Beginning with the first line below, please restate each line exactly, down to and including the line containing "bits per channel.".

[Collected data entries]
- Opening Delimiter -

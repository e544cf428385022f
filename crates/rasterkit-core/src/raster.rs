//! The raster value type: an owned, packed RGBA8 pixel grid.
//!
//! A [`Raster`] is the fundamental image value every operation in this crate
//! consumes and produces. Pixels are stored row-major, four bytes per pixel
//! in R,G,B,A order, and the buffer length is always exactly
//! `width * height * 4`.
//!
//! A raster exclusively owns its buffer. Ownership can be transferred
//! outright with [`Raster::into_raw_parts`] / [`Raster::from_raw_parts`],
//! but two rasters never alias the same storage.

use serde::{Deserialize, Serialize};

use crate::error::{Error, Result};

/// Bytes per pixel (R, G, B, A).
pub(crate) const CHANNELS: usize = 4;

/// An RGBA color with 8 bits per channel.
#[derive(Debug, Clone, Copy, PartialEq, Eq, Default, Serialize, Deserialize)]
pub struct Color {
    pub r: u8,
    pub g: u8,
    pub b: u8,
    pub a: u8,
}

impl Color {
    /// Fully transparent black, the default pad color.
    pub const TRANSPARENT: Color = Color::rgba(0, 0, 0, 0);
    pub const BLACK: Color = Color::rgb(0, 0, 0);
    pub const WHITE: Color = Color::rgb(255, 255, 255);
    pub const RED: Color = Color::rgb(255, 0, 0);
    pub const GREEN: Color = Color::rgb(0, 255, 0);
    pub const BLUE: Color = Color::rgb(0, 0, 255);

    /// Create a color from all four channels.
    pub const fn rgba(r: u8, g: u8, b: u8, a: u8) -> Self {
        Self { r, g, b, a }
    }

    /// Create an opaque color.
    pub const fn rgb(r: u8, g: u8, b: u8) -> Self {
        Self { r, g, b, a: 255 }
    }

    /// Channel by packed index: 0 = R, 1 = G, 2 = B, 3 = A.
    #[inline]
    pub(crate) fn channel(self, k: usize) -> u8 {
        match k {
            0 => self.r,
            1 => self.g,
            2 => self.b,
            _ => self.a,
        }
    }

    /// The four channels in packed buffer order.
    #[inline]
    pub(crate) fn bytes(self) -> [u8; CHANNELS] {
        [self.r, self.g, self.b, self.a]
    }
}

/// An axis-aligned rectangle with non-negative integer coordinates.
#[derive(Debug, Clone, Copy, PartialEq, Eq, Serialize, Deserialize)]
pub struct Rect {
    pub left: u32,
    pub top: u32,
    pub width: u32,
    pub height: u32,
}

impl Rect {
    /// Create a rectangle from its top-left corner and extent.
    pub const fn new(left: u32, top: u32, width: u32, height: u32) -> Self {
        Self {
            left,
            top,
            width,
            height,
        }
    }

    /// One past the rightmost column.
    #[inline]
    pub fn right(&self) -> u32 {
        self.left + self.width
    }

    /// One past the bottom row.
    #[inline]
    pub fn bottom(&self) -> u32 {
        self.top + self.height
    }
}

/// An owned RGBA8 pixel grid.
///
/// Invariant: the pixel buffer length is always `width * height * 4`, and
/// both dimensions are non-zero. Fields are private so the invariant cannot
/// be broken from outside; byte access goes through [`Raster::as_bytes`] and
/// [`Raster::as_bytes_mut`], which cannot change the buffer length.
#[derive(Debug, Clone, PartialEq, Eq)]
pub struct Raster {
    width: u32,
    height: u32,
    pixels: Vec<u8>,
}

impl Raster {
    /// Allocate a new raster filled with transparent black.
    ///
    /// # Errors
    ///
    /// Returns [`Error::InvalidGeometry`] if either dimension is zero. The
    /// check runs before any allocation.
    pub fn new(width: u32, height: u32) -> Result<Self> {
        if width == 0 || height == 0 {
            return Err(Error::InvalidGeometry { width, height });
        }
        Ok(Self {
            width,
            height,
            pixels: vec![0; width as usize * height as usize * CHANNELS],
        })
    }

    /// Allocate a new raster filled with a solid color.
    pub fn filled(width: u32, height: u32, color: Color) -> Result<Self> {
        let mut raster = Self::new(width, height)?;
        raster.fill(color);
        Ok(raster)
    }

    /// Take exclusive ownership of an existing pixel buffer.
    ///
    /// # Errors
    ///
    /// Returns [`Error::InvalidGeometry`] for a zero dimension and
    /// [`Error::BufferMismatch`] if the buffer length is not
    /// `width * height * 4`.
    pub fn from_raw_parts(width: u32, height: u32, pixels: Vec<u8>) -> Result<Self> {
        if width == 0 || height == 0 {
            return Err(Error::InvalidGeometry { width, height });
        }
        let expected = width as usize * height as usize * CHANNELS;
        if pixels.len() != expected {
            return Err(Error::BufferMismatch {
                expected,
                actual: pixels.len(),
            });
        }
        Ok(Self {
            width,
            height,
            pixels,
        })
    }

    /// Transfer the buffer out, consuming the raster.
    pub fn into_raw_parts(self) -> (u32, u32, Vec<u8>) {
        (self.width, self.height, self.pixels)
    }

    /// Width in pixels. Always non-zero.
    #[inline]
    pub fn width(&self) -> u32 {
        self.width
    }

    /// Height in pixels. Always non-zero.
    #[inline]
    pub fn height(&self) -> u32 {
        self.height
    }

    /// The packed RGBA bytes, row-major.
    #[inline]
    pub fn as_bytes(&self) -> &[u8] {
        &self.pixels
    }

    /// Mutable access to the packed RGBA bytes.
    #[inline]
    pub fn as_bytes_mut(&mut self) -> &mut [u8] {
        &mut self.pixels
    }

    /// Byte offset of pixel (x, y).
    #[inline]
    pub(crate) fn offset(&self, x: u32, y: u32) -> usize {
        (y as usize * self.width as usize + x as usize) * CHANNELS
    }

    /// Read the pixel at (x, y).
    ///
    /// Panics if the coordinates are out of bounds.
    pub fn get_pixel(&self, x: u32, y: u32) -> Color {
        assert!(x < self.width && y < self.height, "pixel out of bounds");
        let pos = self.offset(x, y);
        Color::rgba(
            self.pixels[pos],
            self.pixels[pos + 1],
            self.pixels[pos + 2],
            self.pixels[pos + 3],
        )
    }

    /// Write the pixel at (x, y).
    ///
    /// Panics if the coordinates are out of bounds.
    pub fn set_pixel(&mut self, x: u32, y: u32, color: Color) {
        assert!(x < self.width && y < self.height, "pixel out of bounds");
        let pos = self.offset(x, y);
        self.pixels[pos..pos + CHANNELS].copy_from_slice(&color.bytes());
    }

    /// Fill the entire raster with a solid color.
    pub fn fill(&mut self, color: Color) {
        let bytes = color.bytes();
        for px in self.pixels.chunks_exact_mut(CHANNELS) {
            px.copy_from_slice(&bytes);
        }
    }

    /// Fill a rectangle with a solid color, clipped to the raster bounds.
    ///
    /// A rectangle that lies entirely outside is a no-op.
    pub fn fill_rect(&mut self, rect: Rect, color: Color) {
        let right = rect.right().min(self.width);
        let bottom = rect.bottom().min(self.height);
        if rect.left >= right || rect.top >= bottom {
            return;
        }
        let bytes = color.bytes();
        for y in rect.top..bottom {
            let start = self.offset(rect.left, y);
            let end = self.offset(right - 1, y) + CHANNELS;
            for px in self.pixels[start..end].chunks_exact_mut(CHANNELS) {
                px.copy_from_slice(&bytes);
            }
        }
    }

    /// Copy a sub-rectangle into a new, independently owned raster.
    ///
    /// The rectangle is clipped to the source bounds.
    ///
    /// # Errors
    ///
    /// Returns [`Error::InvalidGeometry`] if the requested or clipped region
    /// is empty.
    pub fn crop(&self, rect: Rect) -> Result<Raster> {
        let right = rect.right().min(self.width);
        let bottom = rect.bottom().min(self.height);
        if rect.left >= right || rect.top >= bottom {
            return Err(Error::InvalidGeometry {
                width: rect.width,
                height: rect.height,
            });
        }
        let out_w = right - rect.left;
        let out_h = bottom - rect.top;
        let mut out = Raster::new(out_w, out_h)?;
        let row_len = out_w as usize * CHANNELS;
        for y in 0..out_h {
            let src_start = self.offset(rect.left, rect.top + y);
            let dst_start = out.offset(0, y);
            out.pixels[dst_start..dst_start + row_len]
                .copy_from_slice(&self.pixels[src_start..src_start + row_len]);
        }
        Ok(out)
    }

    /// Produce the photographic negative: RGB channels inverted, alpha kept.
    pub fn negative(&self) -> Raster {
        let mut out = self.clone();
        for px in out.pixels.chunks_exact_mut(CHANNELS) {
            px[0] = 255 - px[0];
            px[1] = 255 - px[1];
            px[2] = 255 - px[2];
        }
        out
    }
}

- Closing Delimiter -

▶ _ANSWER SECTION_
repository e544cf428385022f
filename crates/rasterkit-core/src/raster.rs
//! The raster value type: an owned, packed RGBA8 pixel grid.
//!
//! A [`Raster`] is the fundamental image value every operation in this crate
//! consumes and produces. Pixels are stored row-major, four bytes per pixel
//! in R,G,B,A order, and the buffer length is always exactly
//! `width * height * 4`.
//!
//! A raster exclusively owns its buffer. Ownership can be transferred
//! outright with [`Raster::into_raw_parts`] / [`Raster::from_raw_parts`],
//! but two rasters never alias the same storage.

use serde::{Deserialize, Serialize};

use crate::error::{Error, Result};

/// Bytes per pixel (R, G, B, A).
pub(crate) const CHANNELS: usize = 4;

/// An RGBA color with 8 bits per channel.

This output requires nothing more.